> **Collected data entries**:

::::

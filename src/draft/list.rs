//! Always-non-empty ordered list of uniform sub-records.

use serde::Serialize;

/// Ordered list that never drops below one element.
///
/// Elements are addressed by position, which is the only identity they have, so the list
/// offers no reordering.
#[derive(Debug, Clone, PartialEq, Eq, Serialize)]
#[serde(transparent)]
pub struct RepeatableList<E> {
    items: Vec<E>,
}

impl<E: Default> RepeatableList<E> {
    /// A list holding a single empty element.
    pub fn new() -> Self {
        Self {
            items: vec![E::default()],
        }
    }

    /// Build from existing elements; an empty input yields a single empty element.
    pub fn from_vec(items: Vec<E>) -> Self {
        if items.is_empty() {
            Self::new()
        } else {
            Self { items }
        }
    }

    /// Append a fresh empty element.
    pub fn add(&mut self) {
        self.items.push(E::default());
    }

    /// Apply `patch` to the element at `index`. Out-of-range indexes are ignored.
    pub fn update_at(&mut self, index: usize, patch: impl FnOnce(&mut E)) {
        if let Some(item) = self.items.get_mut(index) {
            patch(item);
        }
    }

    /// Remove the element at `index`, or blank it if it is the only one left.
    pub fn remove_at(&mut self, index: usize) {
        if index >= self.items.len() {
            return;
        }
        if self.items.len() == 1 {
            self.items[0] = E::default();
        } else {
            self.items.remove(index);
        }
    }
}

impl<E> RepeatableList<E> {
    pub fn len(&self) -> usize {
        self.items.len()
    }

    /// Always false; present for API symmetry with `len`.
    pub fn is_empty(&self) -> bool {
        self.items.is_empty()
    }

    pub fn get(&self, index: usize) -> Option<&E> {
        self.items.get(index)
    }

    pub fn iter(&self) -> std::slice::Iter<'_, E> {
        self.items.iter()
    }

    pub fn as_slice(&self) -> &[E] {
        &self.items
    }
}

impl<E: Default> Default for RepeatableList<E> {
    fn default() -> Self {
        Self::new()
    }
}

impl<'a, E> IntoIterator for &'a RepeatableList<E> {
    type Item = &'a E;
    type IntoIter = std::slice::Iter<'a, E>;

    fn into_iter(self) -> Self::IntoIter {
        self.items.iter()
    }
}
//! Configuration module for the catalog admin engine.
//!
//! All configuration is loaded from environment variables with sensible defaults.

use std::env;

const DEFAULT_API_BASE_URL: &str = "http://127.0.0.1:5000";

/// Application configuration loaded from environment variables.
#[derive(Debug, Clone)]
pub struct Config {
    /// Origin of the remote catalog API, without a trailing slash
    pub api_base_url: String,
    /// Bearer token for the session, when one was provisioned out of band
    pub api_token: Option<String>,
    /// Log level (trace, debug, info, warn, error)
    pub log_level: String,
}

impl Config {
    /// Load configuration from environment variables.
    pub fn from_env() -> Self {
        dotenvy::dotenv().ok();

        let api_base_url = env::var("CATALOG_API_BASE_URL")
            .ok()
            .map(|url| normalize_base_url(&url))
            .filter(|url| !url.is_empty())
            .unwrap_or_else(|| DEFAULT_API_BASE_URL.to_string());

        let api_token = env::var("CATALOG_API_TOKEN")
            .ok()
            .filter(|token| !token.trim().is_empty());

        let log_level = env::var("CATALOG_LOG_LEVEL").unwrap_or_else(|_| "info".to_string());

        Self {
            api_base_url,
            api_token,
            log_level,
        }
    }
}

/// Trim whitespace and trailing slashes so paths can be appended directly.
pub fn normalize_base_url(url: &str) -> String {
    url.trim().trim_end_matches('/').to_string()
}

#[cfg(test)]
mod tests {
    use super::*;

    #[test]
    fn test_default_config() {
        // Clear any existing env vars
        env::remove_var("CATALOG_API_BASE_URL");
        env::remove_var("CATALOG_API_TOKEN");
        env::remove_var("CATALOG_LOG_LEVEL");

        let config = Config::from_env();

        assert_eq!(config.api_base_url, "http://127.0.0.1:5000");
        assert!(config.api_token.is_none());
        assert_eq!(config.log_level, "info");
    }

    #[test]
    fn test_normalize_base_url() {
        assert_eq!(
            normalize_base_url(" https://api.example.com/ "),
            "https://api.example.com"
        );
        assert_eq!(normalize_base_url("https://api.example.com//"), "https://api.example.com");
        assert_eq!(normalize_base_url("http://localhost:5000"), "http://localhost:5000");
    }
}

::::

Where a line of the data holds "struct", show that line.

pub struct RepeatableList<E> {
pub struct Config {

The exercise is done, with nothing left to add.